Problem details -
When the string "StoreError" occurs in a line of the records, show that line.

[Stored data]
•••••
//! Publish queue: the durable retry buffer
//!
//! A mapping from content-item identifier to an already-serialized
//! publish payload, snapshotted into the key-value store. Presence of an
//! entry means "publication pending or previously failed, not yet
//! confirmed"; entries leave the queue only on confirmed success or
//! manual removal.
//!
//! The snapshot is read-modify-written by whole save events, so two
//! concurrent saves can lose one writer's update (last snapshot wins).
//! That is an accepted property: the queue is a best-effort retry buffer,
//! not a transactional ledger. Delivery is at-least-once-eventually;
//! duplicate publication risk is bounded by the remote API's own
//! idempotency, not by this queue.

use serde::{Deserialize, Serialize};
use std::sync::Arc;
use tracing::{info, warn};

use crate::api::MinifeedClient;
use crate::error::Result;
use crate::host::{ContentHost, SENT_META};
use crate::store::KvStore;

/// Store key holding the queue snapshot.
pub const QUEUE_KEY: &str = "minicast.pub_queue";

/// Outbound request payload for `POST minifeed`.
#[derive(Debug, Clone, PartialEq, Serialize, Deserialize)]
pub struct PublishPayload {
    pub title: String,
    pub body: String,
    pub shareable: bool,
    pub commentable: bool,
    #[serde(skip_serializing_if = "Option::is_none")]
    pub media: Option<Vec<String>>,
}

/// One pending publication: item identifier plus the serialized body.
#[derive(Debug, Clone, Serialize, Deserialize)]
pub struct QueueEntry {
    pub item_id: String,
    pub body: String,
}

pub struct PublishQueue {
    store: Arc<dyn KvStore>,
    entries: Vec<QueueEntry>,
}

impl PublishQueue {
    /// Restore the queue from its persisted snapshot.
    ///
    /// An unreadable or unparseable snapshot degrades to an empty queue
    /// with a warning; the queue is a retry buffer, not a ledger.
    pub async fn load(store: Arc<dyn KvStore>) -> Self {
        let entries = match store.get(QUEUE_KEY).await {
            Ok(Some(raw)) => serde_json::from_str(&raw).unwrap_or_else(|e| {
                warn!("Discarding unparseable queue snapshot: {}", e);
                Vec::new()
            }),
            Ok(None) => Vec::new(),
            Err(e) => {
                warn!("Failed to load queue snapshot: {}", e);
                Vec::new()
            }
        };
        Self { store, entries }
    }

    /// Insert a pending publication, overwriting any stale entry for the
    /// same item while keeping its original position.
    pub fn enqueue(&mut self, item_id: &str, payload: &PublishPayload) -> Result<()> {
        let body = serde_json::to_string(payload).map_err(crate::error::StoreError::from)?;
        if let Some(existing) = self.entries.iter_mut().find(|e| e.item_id == item_id) {
            existing.body = body;
        } else {
            self.entries.push(QueueEntry {
                item_id: item_id.to_string(),
                body,
            });
        }
        Ok(())
    }

    pub fn entries(&self) -> &[QueueEntry] {
        &self.entries
    }

    pub fn len(&self) -> usize {
        self.entries.len()
    }

    pub fn is_empty(&self) -> bool {
        self.entries.is_empty()
    }

    pub fn contains(&self, item_id: &str) -> bool {
        self.entries.iter().any(|e| e.item_id == item_id)
    }

    /// Remove a single entry; returns whether anything was removed.
    pub fn remove(&mut self, item_id: &str) -> bool {
        let before = self.entries.len();
        self.entries.retain(|e| e.item_id != item_id);
        self.entries.len() != before
    }

    pub fn clear(&mut self) {
        self.entries.clear();
    }

    /// Attempt every queued publication, then persist the snapshot.
    ///
    /// Entries are processed in insertion order. A confirmed send sets the
    /// item's sent marker (remote post id as the value) and removes the
    /// entry; any failure leaves the entry exactly as it was, for retry on
    /// the next save event. The snapshot is persisted unconditionally
    /// afterwards, even when unchanged or empty, so the durable copy and
    /// its expiry stay fresh. Running drain twice under unchanged network
    /// conditions yields the same remaining queue.
    pub async fn drain(&mut self, client: &MinifeedClient, host: &dyn ContentHost) {
        let mut remaining = Vec::with_capacity(self.entries.len());
        for entry in self.entries.drain(..) {
            match client.publish(&entry.body).await {
                Some(response) => {
                    info!(item_id = %entry.item_id, remote_id = %response.id, "published to minifeed");
                    host.set_meta(&entry.item_id, SENT_META, &response.id);
                }
                None => {
                    // Failure already routed to the notice sink by the client.
                    remaining.push(entry);
                }
            }
        }
        self.entries = remaining;

        if let Err(e) = self.persist().await {
            warn!("Failed to persist queue snapshot: {}", e);
        }
    }

    /// Persist the current snapshot.
    pub async fn persist(&self) -> Result<()> {
        let raw = serde_json::to_string(&self.entries).map_err(crate::error::StoreError::from)?;
        self.store.set(QUEUE_KEY, &raw, None).await
    }
}

#[cfg(test)]
mod tests {
    use super::*;
    use crate::store::MemoryKvStore;

    fn payload(title: &str) -> PublishPayload {
        PublishPayload {
            title: title.to_string(),
            body: format!("{} body https://blog.example/?p=1", title),
            shareable: true,
            commentable: false,
            media: None,
        }
    }

    #[tokio::test]
    async fn test_enqueue_overwrites_stale_entry_in_place() {
        let store = Arc::new(MemoryKvStore::new());
        let mut queue = PublishQueue::load(store).await;

        queue.enqueue("42", &payload("first")).unwrap();
        queue.enqueue("43", &payload("other")).unwrap();
        queue.enqueue("42", &payload("revised")).unwrap();

        assert_eq!(queue.len(), 2);
        assert_eq!(queue.entries()[0].item_id, "42");
        assert!(queue.entries()[0].body.contains("revised"));
        assert_eq!(queue.entries()[1].item_id, "43");
    }

    #[tokio::test]
    async fn test_snapshot_round_trip_preserves_order() {
        let store: Arc<dyn KvStore> = Arc::new(MemoryKvStore::new());

        let mut queue = PublishQueue::load(store.clone()).await;
        queue.enqueue("9", &payload("nine")).unwrap();
        queue.enqueue("3", &payload("three")).unwrap();
        queue.enqueue("7", &payload("seven")).unwrap();
        queue.persist().await.unwrap();

        let restored = PublishQueue::load(store).await;
        let ids: Vec<&str> = restored.entries().iter().map(|e| e.item_id.as_str()).collect();
        assert_eq!(ids, vec!["9", "3", "7"]);
    }

    #[tokio::test]
    async fn test_unparseable_snapshot_degrades_to_empty() {
        let store: Arc<dyn KvStore> = Arc::new(MemoryKvStore::new());
        store.set(QUEUE_KEY, "{not json", None).await.unwrap();

        let queue = PublishQueue::load(store).await;
        assert!(queue.is_empty());
    }

    #[tokio::test]
    async fn test_remove_and_contains() {
        let store = Arc::new(MemoryKvStore::new());
        let mut queue = PublishQueue::load(store).await;
        queue.enqueue("42", &payload("t")).unwrap();

        assert!(queue.contains("42"));
        assert!(queue.remove("42"));
        assert!(!queue.contains("42"));
        assert!(!queue.remove("42"));
    }

    #[test]
    fn test_payload_media_omitted_when_absent() {
        let serialized = serde_json::to_string(&payload("t")).unwrap();
        assert!(!serialized.contains("media"));

        let mut with_media = payload("t");
        with_media.media = Some(vec!["https://x/y.png".to_string()]);
        let serialized = serde_json::to_string(&with_media).unwrap();
        assert!(serialized.contains(r#""media":["https://x/y.png"]"#));
    }
}
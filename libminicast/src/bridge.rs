//! Top-level integration component
//!
//! One explicitly-constructed `MinifeedBridge` instance coordinates all
//! minifeed activity for the process lifetime; it is injected into the
//! host's request handlers rather than reached through a global accessor.
//! It is the single writer of the publish queue and the persisted
//! identity. Within one save event the pipeline is strictly sequential:
//! permission check, flag update, eligibility check, enqueue, drain.

use std::path::{Path, PathBuf};
use std::sync::Arc;
use tracing::{debug, warn};

use crate::api::MinifeedClient;
use crate::config::Settings;
use crate::error::{Result, StoreError};
use crate::excerpt;
use crate::host::{ContentHost, ContentItem, ItemKind, PUBLISH_FLAG_META, SENT_META};
use crate::identity;
use crate::notices::{NoticeSink, NOTICES_KEY};
use crate::queue::{PublishPayload, PublishQueue, QUEUE_KEY};
use crate::store::KvStore;

/// Word budget for the excerpt sent to the minifeed.
pub const EXCERPT_WORDS: usize = 150;

/// A content-save event as delivered by the host's editor.
#[derive(Debug, Clone)]
pub struct SaveEvent {
    pub item_id: String,
    /// Identifier of the actor performing the save.
    pub actor: String,
    /// Autosave-type events change no state and trigger no publish attempt.
    pub autosave: bool,
    /// One-time anti-forgery token from the editor form, if present.
    pub token: Option<String>,
    /// State of the "publish to minifeed" checkbox in the save payload.
    pub publish_requested: bool,
}

/// Loader configuration for the client-side webcurtain script.
#[derive(Debug, Clone, PartialEq)]
pub struct WebcurtainScript {
    pub gcid: String,
    pub compat: bool,
}

pub struct MinifeedBridge {
    settings: Settings,
    settings_path: Option<PathBuf>,
    client: MinifeedClient,
    queue: PublishQueue,
    notices: NoticeSink,
    host: Arc<dyn ContentHost>,
    gcid: Option<String>,
}

impl MinifeedBridge {
    /// Construct the bridge, resolving the identity once, lazily.
    ///
    /// When resolution obtains a fresh identity it is persisted back into
    /// the configuration file (if a path is known) so later startups skip
    /// the network.
    pub async fn new(
        mut settings: Settings,
        settings_path: Option<PathBuf>,
        store: Arc<dyn KvStore>,
        host: Arc<dyn ContentHost>,
    ) -> Result<Self> {
        let notices = NoticeSink::new(store.clone());
        let client = MinifeedClient::new(
            settings.api.base_url.clone(),
            settings.api.feedkey.clone(),
            notices.clone(),
        );

        let had_gcid = settings.api.gcid.is_some();
        let gcid = identity::resolve_identity(&mut settings, &client).await;
        if !had_gcid && settings.api.gcid.is_some() {
            if let Some(path) = &settings_path {
                settings.save_to_path(path)?;
            }
        }

        let queue = PublishQueue::load(store).await;

        Ok(Self {
            settings,
            settings_path,
            client,
            queue,
            notices,
            host,
            gcid,
        })
    }

    /// Handle a content-save event: the full queue-and-drain pipeline.
    ///
    /// Skips (autosave, missing permission, revision snapshot) are silent
    /// no-ops; they are not user-actionable errors. The queue
    /// is drained unconditionally at the end, whether or not this save
    /// enqueued anything, which is what retries previously failed sends
    /// on the next unrelated activity.
    pub async fn on_save(&mut self, event: &SaveEvent) {
        if event.autosave {
            return;
        }
        if !self.host.can_edit(&event.actor, &event.item_id) {
            return;
        }
        if self.host.is_revision(&event.item_id) {
            return;
        }

        // Persist the publish flag only when the one-time token verifies;
        // an absent or invalid token leaves the prior value untouched.
        if let Some(token) = &event.token {
            if self.host.verify_token(token) {
                let flag = if event.publish_requested { "1" } else { "0" };
                self.host.set_meta(&event.item_id, PUBLISH_FLAG_META, flag);
            }
        }

        // Eligibility reads the flag back, deliberately observing the
        // write just above, so publish-on-first-save works without a
        // second save.
        let already_sent = self.host.meta(&event.item_id, SENT_META).is_some();
        let publish_requested = self
            .host
            .meta(&event.item_id, PUBLISH_FLAG_META)
            .map(|v| v == "1")
            .unwrap_or(false);

        if !already_sent && publish_requested {
            match self.host.item(&event.item_id) {
                Some(item) if item.kind == ItemKind::Post => {
                    let payload = self.build_payload(&item);
                    if let Err(e) = self.queue.enqueue(&event.item_id, &payload) {
                        warn!(item_id = %event.item_id, "Failed to enqueue item: {}", e);
                    }
                }
                Some(_) => {
                    debug!(item_id = %event.item_id, "item kind not eligible for publication");
                }
                None => {
                    debug!(item_id = %event.item_id, "saved item not found in host store");
                }
            }
        }

        self.drain_queue().await;
    }

    fn build_payload(&self, item: &ContentItem) -> PublishPayload {
        let permalink = self.host.permalink(&item.id);
        let body = format!(
            "{} {}",
            excerpt::trim_words(&item.body, EXCERPT_WORDS),
            permalink
        );
        let media = self
            .host
            .featured_image(&item.id)
            .or_else(|| excerpt::first_image_src(&item.body))
            .map(|src| vec![src]);

        PublishPayload {
            title: item.title.clone(),
            body,
            shareable: self.settings.publishing.shareable,
            commentable: self.settings.publishing.commentable,
            media,
        }
    }

    /// Attempt every pending publication and persist the queue snapshot.
    pub async fn drain_queue(&mut self) {
        self.queue.drain(&self.client, self.host.as_ref()).await;
    }

    /// The resolved publisher identity, if any.
    pub fn gcid(&self) -> Option<&str> {
        self.gcid.as_deref()
    }

    pub fn queue(&self) -> &PublishQueue {
        &self.queue
    }

    pub fn settings(&self) -> &Settings {
        &self.settings
    }

    /// The `minifeed:gcid` meta element for page heads; absent identity
    /// renders nothing.
    pub fn meta_tag(&self) -> Option<String> {
        self.gcid
            .as_deref()
            .map(|gcid| format!(r#"<meta name="minifeed:gcid" content="{}" />"#, gcid.trim()))
    }

    /// Webcurtain loader configuration, gated on identity presence and
    /// the feature flag. Script registration itself belongs to the host.
    pub fn webcurtain_script(&self) -> Option<WebcurtainScript> {
        if !self.settings.webcurtain.enabled {
            return None;
        }
        self.gcid.as_deref().map(|gcid| WebcurtainScript {
            gcid: gcid.trim().to_string(),
            compat: self.settings.webcurtain.compat,
        })
    }

    /// Default state for the per-item publish checkbox: the item's own
    /// flag if ever saved, otherwise the configured default.
    pub fn publish_checkbox_state(&self, item_id: &str) -> bool {
        match self.host.meta(item_id, PUBLISH_FLAG_META) {
            Some(flag) => flag == "1",
            None => self.settings.publishing.default_publish,
        }
    }

    /// Flush pending notices for display on an admin page render.
    pub async fn render_notices(&self) -> Vec<String> {
        self.notices.flush().await
    }

    /// Persist the current settings (options-form save path).
    pub fn save_settings(&self) -> Result<()> {
        if let Some(path) = &self.settings_path {
            self.settings.save_to_path(path)?;
        }
        Ok(())
    }
}

/// Installation hook: write default configuration if none exists yet,
/// otherwise load what is there.
pub fn install(config_path: &Path) -> Result<Settings> {
    if config_path.exists() {
        return Settings::load_from_path(config_path);
    }
    let settings = Settings::default_config();
    settings.save_to_path(config_path)?;
    Ok(settings)
}

/// Removal hook: delete every persisted record this integration owns.
pub async fn uninstall(store: &dyn KvStore, config_path: &Path) -> Result<()> {
    store.delete(QUEUE_KEY).await?;
    store.delete(NOTICES_KEY).await?;
    if config_path.exists() {
        std::fs::remove_file(config_path).map_err(StoreError::IoError)?;
    }
    Ok(())
}

#[cfg(test)]
mod tests {
    use super::*;
    use crate::store::MemoryKvStore;
    use tempfile::TempDir;

    #[test]
    fn test_install_writes_defaults_once() {
        let temp_dir = TempDir::new().unwrap();
        let path = temp_dir.path().join("config.toml");

        let settings = install(&path).unwrap();
        assert!(path.exists());
        assert!(settings.api.feedkey.is_empty());

        // A second install must not clobber operator edits.
        let mut edited = settings;
        edited.api.feedkey = "fk_live".to_string();
        edited.save_to_path(&path).unwrap();

        let reloaded = install(&path).unwrap();
        assert_eq!(reloaded.api.feedkey, "fk_live");
    }

    #[tokio::test]
    async fn test_uninstall_deletes_persisted_records() {
        let temp_dir = TempDir::new().unwrap();
        let path = temp_dir.path().join("config.toml");
        install(&path).unwrap();

        let store = MemoryKvStore::new();
        store.set(QUEUE_KEY, "[]", None).await.unwrap();
        store.set(NOTICES_KEY, "[]", None).await.unwrap();

        uninstall(&store, &path).await.unwrap();

        assert!(!path.exists());
        assert_eq!(store.get(QUEUE_KEY).await.unwrap(), None);
        assert_eq!(store.get(NOTICES_KEY).await.unwrap(), None);
    }
}
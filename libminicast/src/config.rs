//! Configuration management for Minicast
//!
//! Settings are stored as a single TOML record and are both read and
//! written by the integration: the identity resolver persists the GCID it
//! obtains from the API so later startups skip the network entirely.

use serde::{Deserialize, Serialize};
use std::path::{Path, PathBuf};

use crate::error::{ConfigError, Result};

#[derive(Debug, Clone, Serialize, Deserialize)]
pub struct Settings {
    pub api: ApiConfig,
    pub store: StoreConfig,
    pub publishing: PublishingConfig,
    pub webcurtain: WebcurtainConfig,
}

#[derive(Debug, Clone, Serialize, Deserialize)]
pub struct ApiConfig {
    pub base_url: String,
    /// Shared secret authenticating this installation to the minifeed API.
    pub feedkey: String,
    /// Remote-assigned publisher identity, persisted once resolved.
    #[serde(skip_serializing_if = "Option::is_none")]
    pub gcid: Option<String>,
}

#[derive(Debug, Clone, Serialize, Deserialize)]
pub struct StoreConfig {
    pub path: String,
}

#[derive(Debug, Clone, Serialize, Deserialize)]
pub struct PublishingConfig {
    pub shareable: bool,
    pub commentable: bool,
    /// Default state of the per-item publish checkbox for items that have
    /// never been saved with an explicit choice.
    pub default_publish: bool,
}

#[derive(Debug, Clone, Serialize, Deserialize)]
pub struct WebcurtainConfig {
    pub enabled: bool,
    pub compat: bool,
}

impl Settings {
    /// Load configuration from the default location
    pub fn load() -> Result<Self> {
        let config_path = resolve_config_path()?;
        Self::load_from_path(&config_path)
    }

    /// Load configuration from a specific path
    pub fn load_from_path(path: &Path) -> Result<Self> {
        let content = std::fs::read_to_string(path).map_err(ConfigError::ReadError)?;
        let settings: Settings = toml::from_str(&content).map_err(ConfigError::ParseError)?;
        Ok(settings)
    }

    /// Write configuration to a specific path, creating parent directories
    pub fn save_to_path(&self, path: &Path) -> Result<()> {
        if let Some(parent) = path.parent() {
            if !parent.as_os_str().is_empty() {
                std::fs::create_dir_all(parent).map_err(ConfigError::WriteError)?;
            }
        }
        let content = toml::to_string_pretty(self).map_err(ConfigError::SerializeError)?;
        std::fs::write(path, content).map_err(ConfigError::WriteError)?;
        Ok(())
    }

    /// Create a default configuration, as written on installation
    pub fn default_config() -> Self {
        Self {
            api: ApiConfig {
                base_url: "https://minifeed.social/api".to_string(),
                feedkey: String::new(),
                gcid: None,
            },
            store: StoreConfig {
                path: "~/.local/share/minicast/state.db".to_string(),
            },
            publishing: PublishingConfig {
                shareable: true,
                commentable: true,
                default_publish: false,
            },
            webcurtain: WebcurtainConfig {
                enabled: false,
                compat: false,
            },
        }
    }
}

/// Resolve the configuration file path following XDG Base Directory spec
pub fn resolve_config_path() -> Result<PathBuf> {
    if let Ok(path) = std::env::var("MINICAST_CONFIG") {
        return Ok(PathBuf::from(shellexpand::tilde(&path).to_string()));
    }

    let config_dir = dirs::config_dir()
        .ok_or_else(|| ConfigError::MissingField("config directory".to_string()))?;

    Ok(config_dir.join("minicast").join("config.toml"))
}

/// Resolve the data directory path following XDG Base Directory spec
pub fn resolve_data_path() -> Result<PathBuf> {
    let data_dir =
        dirs::data_dir().ok_or_else(|| ConfigError::MissingField("data directory".to_string()))?;

    Ok(data_dir.join("minicast"))
}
•••••
Reply -
        let body = serde_json::to_string(payload).map_err(crate::error::StoreError::from)?;
        let raw = serde_json::to_string(&self.entries).map_err(crate::error::StoreError::from)?;
use crate::error::{Result, StoreError};
        std::fs::remove_file(config_path).map_err(StoreError::IoError)?;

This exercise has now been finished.